PROVIDED DATA:
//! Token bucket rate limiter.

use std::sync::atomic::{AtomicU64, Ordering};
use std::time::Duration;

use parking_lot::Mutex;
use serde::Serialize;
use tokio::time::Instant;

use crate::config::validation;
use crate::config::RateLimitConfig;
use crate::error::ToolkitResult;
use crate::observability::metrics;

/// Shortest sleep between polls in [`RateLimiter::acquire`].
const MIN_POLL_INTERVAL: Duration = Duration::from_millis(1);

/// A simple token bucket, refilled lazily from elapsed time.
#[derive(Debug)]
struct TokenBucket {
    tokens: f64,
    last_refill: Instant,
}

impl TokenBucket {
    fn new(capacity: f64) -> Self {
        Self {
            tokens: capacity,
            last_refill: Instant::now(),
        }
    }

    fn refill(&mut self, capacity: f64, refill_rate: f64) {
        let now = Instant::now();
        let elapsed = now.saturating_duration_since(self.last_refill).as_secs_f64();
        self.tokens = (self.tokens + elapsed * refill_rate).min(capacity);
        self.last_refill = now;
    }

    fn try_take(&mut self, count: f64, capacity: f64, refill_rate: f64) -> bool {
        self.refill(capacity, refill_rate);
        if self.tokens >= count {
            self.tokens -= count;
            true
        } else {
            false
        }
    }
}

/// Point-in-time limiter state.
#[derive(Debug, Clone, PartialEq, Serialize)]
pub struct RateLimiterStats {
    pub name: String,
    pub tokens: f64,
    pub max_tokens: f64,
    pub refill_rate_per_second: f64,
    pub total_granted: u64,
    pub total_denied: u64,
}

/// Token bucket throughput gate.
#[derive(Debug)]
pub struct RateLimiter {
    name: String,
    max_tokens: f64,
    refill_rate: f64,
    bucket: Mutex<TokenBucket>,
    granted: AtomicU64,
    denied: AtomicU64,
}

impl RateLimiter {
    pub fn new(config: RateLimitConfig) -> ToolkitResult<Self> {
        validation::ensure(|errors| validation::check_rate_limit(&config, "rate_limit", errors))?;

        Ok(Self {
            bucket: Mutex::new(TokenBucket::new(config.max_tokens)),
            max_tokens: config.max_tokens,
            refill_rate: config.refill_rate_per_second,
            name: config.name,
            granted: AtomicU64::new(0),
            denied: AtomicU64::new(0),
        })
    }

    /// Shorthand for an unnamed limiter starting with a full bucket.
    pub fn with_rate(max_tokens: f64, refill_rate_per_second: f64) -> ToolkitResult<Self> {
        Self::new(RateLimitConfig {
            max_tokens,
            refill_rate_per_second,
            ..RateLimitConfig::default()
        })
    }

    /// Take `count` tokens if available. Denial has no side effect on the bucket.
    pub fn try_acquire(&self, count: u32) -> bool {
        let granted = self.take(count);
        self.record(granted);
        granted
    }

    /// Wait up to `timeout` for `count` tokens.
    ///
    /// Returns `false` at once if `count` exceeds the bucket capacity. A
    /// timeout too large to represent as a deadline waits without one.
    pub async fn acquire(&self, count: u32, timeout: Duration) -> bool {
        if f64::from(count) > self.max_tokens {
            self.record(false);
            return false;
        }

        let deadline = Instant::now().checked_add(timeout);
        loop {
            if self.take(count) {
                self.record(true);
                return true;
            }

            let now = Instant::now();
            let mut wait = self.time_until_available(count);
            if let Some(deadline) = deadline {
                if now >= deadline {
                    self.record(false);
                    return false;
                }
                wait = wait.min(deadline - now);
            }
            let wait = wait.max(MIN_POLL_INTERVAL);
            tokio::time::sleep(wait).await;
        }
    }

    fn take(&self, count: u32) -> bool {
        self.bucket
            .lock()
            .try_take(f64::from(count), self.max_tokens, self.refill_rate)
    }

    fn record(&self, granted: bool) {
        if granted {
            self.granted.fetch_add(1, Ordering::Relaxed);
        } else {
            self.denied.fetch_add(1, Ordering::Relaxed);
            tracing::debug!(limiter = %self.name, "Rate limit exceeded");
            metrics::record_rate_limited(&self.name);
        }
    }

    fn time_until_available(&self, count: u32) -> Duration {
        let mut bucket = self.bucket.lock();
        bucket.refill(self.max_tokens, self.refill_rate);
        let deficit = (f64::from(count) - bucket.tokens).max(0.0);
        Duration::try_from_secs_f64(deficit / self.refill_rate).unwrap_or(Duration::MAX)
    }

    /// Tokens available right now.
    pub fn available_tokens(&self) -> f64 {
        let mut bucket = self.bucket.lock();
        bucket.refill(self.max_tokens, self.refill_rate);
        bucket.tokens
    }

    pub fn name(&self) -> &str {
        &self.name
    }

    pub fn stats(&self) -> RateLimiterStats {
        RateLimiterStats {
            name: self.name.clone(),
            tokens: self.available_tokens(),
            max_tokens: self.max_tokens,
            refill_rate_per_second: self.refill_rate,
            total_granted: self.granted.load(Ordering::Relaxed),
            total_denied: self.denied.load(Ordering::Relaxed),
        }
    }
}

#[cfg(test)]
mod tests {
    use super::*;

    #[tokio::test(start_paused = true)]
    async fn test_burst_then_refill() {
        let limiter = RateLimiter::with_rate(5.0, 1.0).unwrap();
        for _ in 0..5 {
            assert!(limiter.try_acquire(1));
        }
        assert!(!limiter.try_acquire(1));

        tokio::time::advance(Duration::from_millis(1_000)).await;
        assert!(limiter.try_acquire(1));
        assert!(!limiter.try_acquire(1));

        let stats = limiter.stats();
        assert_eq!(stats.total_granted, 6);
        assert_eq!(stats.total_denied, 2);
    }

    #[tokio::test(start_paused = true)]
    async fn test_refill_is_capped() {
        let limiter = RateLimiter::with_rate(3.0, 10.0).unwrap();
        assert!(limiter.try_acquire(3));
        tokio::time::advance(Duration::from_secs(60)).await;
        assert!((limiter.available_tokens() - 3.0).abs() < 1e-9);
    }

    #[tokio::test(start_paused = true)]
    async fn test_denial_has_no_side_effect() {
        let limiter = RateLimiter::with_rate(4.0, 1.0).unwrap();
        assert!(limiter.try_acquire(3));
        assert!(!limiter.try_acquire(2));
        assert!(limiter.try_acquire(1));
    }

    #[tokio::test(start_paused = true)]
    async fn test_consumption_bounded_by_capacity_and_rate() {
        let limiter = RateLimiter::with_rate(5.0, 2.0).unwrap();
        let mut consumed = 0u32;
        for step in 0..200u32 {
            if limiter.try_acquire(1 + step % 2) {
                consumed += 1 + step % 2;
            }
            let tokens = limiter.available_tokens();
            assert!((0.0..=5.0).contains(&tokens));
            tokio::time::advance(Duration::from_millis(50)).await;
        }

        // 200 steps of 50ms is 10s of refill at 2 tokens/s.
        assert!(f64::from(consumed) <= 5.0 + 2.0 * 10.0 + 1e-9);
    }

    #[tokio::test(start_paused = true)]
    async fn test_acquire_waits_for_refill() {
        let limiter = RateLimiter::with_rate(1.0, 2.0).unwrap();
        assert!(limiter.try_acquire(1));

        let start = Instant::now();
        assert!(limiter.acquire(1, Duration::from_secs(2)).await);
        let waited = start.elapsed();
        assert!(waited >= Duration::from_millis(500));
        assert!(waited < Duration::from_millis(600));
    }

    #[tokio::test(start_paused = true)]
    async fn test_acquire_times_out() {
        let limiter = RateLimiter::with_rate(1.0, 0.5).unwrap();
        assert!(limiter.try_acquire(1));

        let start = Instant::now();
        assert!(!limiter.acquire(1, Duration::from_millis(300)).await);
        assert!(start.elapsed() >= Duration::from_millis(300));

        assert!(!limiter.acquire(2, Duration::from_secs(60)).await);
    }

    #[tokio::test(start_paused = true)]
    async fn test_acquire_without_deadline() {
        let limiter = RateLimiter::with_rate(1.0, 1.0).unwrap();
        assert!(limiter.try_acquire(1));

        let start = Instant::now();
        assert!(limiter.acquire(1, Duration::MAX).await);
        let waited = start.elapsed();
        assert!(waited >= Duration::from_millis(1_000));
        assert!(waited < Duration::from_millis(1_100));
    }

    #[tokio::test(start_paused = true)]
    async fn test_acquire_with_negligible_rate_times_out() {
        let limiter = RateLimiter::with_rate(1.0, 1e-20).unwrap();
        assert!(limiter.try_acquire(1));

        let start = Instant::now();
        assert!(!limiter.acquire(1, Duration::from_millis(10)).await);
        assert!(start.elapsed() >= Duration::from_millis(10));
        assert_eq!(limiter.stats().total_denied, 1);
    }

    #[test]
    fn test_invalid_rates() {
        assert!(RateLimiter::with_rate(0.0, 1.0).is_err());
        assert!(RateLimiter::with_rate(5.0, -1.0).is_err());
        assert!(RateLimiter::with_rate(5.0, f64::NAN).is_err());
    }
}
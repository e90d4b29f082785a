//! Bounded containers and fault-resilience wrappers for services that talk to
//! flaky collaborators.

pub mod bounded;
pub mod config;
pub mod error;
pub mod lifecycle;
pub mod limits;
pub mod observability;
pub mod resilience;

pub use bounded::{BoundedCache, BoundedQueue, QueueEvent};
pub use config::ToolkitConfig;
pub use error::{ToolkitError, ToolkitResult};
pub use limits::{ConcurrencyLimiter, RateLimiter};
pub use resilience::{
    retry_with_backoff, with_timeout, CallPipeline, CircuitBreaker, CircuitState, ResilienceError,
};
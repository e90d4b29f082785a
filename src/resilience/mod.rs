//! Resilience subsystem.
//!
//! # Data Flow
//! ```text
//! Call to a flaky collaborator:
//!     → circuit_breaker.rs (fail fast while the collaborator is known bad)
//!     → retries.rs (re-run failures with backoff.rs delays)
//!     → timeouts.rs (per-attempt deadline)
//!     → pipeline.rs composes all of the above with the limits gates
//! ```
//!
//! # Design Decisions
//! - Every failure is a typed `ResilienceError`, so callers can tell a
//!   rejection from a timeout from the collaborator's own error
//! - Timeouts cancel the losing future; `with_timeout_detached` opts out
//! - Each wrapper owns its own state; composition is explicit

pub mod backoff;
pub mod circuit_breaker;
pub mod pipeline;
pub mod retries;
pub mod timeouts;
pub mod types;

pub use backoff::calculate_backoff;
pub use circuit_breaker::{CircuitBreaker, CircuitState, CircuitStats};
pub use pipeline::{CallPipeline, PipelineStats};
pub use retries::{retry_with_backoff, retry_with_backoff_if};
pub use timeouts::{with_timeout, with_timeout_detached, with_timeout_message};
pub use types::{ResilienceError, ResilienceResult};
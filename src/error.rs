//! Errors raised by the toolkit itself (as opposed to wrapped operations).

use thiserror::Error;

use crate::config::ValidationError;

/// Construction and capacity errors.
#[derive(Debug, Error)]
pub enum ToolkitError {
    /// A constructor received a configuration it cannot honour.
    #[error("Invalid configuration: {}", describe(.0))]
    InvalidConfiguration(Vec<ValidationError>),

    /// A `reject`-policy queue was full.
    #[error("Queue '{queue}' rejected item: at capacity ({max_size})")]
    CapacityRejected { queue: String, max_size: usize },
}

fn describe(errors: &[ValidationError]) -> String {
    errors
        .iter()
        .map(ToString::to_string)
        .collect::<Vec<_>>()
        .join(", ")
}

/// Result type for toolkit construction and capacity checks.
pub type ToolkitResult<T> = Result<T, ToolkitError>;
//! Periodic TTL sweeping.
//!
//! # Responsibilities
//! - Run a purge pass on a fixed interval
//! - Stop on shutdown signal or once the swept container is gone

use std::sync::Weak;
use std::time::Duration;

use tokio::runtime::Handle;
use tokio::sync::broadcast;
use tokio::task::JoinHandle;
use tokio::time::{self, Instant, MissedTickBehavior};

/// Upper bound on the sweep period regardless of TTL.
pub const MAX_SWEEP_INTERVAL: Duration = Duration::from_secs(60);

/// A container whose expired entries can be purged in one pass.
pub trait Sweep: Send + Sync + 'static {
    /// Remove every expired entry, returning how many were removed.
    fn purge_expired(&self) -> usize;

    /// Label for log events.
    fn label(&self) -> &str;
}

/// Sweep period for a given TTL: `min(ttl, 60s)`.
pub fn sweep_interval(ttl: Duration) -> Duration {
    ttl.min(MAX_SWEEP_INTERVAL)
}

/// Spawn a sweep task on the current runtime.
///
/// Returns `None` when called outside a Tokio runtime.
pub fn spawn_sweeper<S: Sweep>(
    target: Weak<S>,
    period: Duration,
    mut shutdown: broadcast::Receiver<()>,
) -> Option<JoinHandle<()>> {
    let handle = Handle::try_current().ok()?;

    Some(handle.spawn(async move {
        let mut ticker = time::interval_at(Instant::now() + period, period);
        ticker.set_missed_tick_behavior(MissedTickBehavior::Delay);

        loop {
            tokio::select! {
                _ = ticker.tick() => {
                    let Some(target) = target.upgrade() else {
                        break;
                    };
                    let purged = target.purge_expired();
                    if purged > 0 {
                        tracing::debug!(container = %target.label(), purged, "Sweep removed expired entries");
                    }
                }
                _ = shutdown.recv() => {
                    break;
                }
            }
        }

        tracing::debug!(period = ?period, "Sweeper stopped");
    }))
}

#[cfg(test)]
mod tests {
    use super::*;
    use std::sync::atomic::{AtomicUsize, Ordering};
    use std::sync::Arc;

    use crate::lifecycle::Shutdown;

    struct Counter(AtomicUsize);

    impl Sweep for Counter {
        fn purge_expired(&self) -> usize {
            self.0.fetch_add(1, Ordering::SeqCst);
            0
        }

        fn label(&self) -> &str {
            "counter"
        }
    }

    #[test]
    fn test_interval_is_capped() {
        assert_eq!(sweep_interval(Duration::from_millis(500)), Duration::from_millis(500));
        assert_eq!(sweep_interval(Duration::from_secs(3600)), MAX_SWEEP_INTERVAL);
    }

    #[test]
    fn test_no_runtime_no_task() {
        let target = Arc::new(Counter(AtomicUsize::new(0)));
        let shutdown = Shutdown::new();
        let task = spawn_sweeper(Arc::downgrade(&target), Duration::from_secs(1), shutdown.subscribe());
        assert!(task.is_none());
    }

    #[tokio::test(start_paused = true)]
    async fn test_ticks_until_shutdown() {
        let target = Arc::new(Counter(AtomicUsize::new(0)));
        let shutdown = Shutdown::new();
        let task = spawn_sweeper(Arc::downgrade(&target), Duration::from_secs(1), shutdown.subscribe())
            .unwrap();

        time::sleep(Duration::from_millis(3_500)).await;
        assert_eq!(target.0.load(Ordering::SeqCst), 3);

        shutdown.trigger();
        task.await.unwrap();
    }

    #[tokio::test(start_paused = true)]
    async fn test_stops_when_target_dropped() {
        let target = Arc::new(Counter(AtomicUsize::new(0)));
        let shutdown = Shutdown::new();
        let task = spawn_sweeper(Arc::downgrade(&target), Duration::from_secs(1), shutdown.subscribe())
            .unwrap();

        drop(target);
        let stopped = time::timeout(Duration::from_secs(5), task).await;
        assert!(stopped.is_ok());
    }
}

HOW TO COMPLETE THIS TASK:
Out of the data above, give again only the lines starting at the one holding "pub mod pipeline;" and ending at the one holding "#[derive(Debug, Error)]", unchanged.

EXERCISE SOLUTION:
pub mod pipeline;
pub mod retries;
pub mod timeouts;
pub mod types;

pub use backoff::calculate_backoff;
pub use circuit_breaker::{CircuitBreaker, CircuitState, CircuitStats};
pub use pipeline::{CallPipeline, PipelineStats};
pub use retries::{retry_with_backoff, retry_with_backoff_if};
pub use timeouts::{with_timeout, with_timeout_detached, with_timeout_message};
pub use types::{ResilienceError, ResilienceResult};
filename src/error.rs
//! Errors raised by the toolkit itself (as opposed to wrapped operations).

use thiserror::Error;

use crate::config::ValidationError;

/// Construction and capacity errors.
#[derive(Debug, Error)]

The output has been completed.